### [Task statement]
Give back a single number: the count of lines in the data that contain the string "failed".

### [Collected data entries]
==========
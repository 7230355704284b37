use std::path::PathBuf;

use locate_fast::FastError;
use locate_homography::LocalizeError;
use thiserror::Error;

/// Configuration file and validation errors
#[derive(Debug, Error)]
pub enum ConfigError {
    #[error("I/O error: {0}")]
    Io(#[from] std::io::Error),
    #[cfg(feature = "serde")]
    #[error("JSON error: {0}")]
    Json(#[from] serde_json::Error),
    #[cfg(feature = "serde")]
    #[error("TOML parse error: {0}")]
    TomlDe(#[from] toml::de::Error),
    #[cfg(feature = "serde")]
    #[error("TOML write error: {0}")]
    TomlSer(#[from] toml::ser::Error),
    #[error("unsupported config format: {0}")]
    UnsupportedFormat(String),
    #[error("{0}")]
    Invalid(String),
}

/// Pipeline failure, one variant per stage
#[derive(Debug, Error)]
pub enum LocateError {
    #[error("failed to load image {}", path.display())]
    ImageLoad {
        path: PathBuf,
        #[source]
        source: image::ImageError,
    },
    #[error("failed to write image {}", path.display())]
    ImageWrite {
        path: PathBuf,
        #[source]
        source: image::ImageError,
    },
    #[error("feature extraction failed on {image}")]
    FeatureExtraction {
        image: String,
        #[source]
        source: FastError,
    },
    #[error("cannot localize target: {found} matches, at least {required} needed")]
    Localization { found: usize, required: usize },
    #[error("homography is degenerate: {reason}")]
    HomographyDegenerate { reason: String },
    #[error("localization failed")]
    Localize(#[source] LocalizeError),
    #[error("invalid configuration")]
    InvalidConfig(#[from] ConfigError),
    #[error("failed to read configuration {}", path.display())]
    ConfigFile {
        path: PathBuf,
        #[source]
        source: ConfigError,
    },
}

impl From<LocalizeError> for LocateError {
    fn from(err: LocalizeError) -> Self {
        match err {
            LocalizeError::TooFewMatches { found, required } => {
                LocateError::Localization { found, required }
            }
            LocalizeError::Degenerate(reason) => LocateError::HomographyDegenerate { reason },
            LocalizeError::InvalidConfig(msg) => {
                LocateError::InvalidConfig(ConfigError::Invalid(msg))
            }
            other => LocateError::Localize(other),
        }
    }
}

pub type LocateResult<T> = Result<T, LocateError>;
==========
### [Solution to the exercise]
5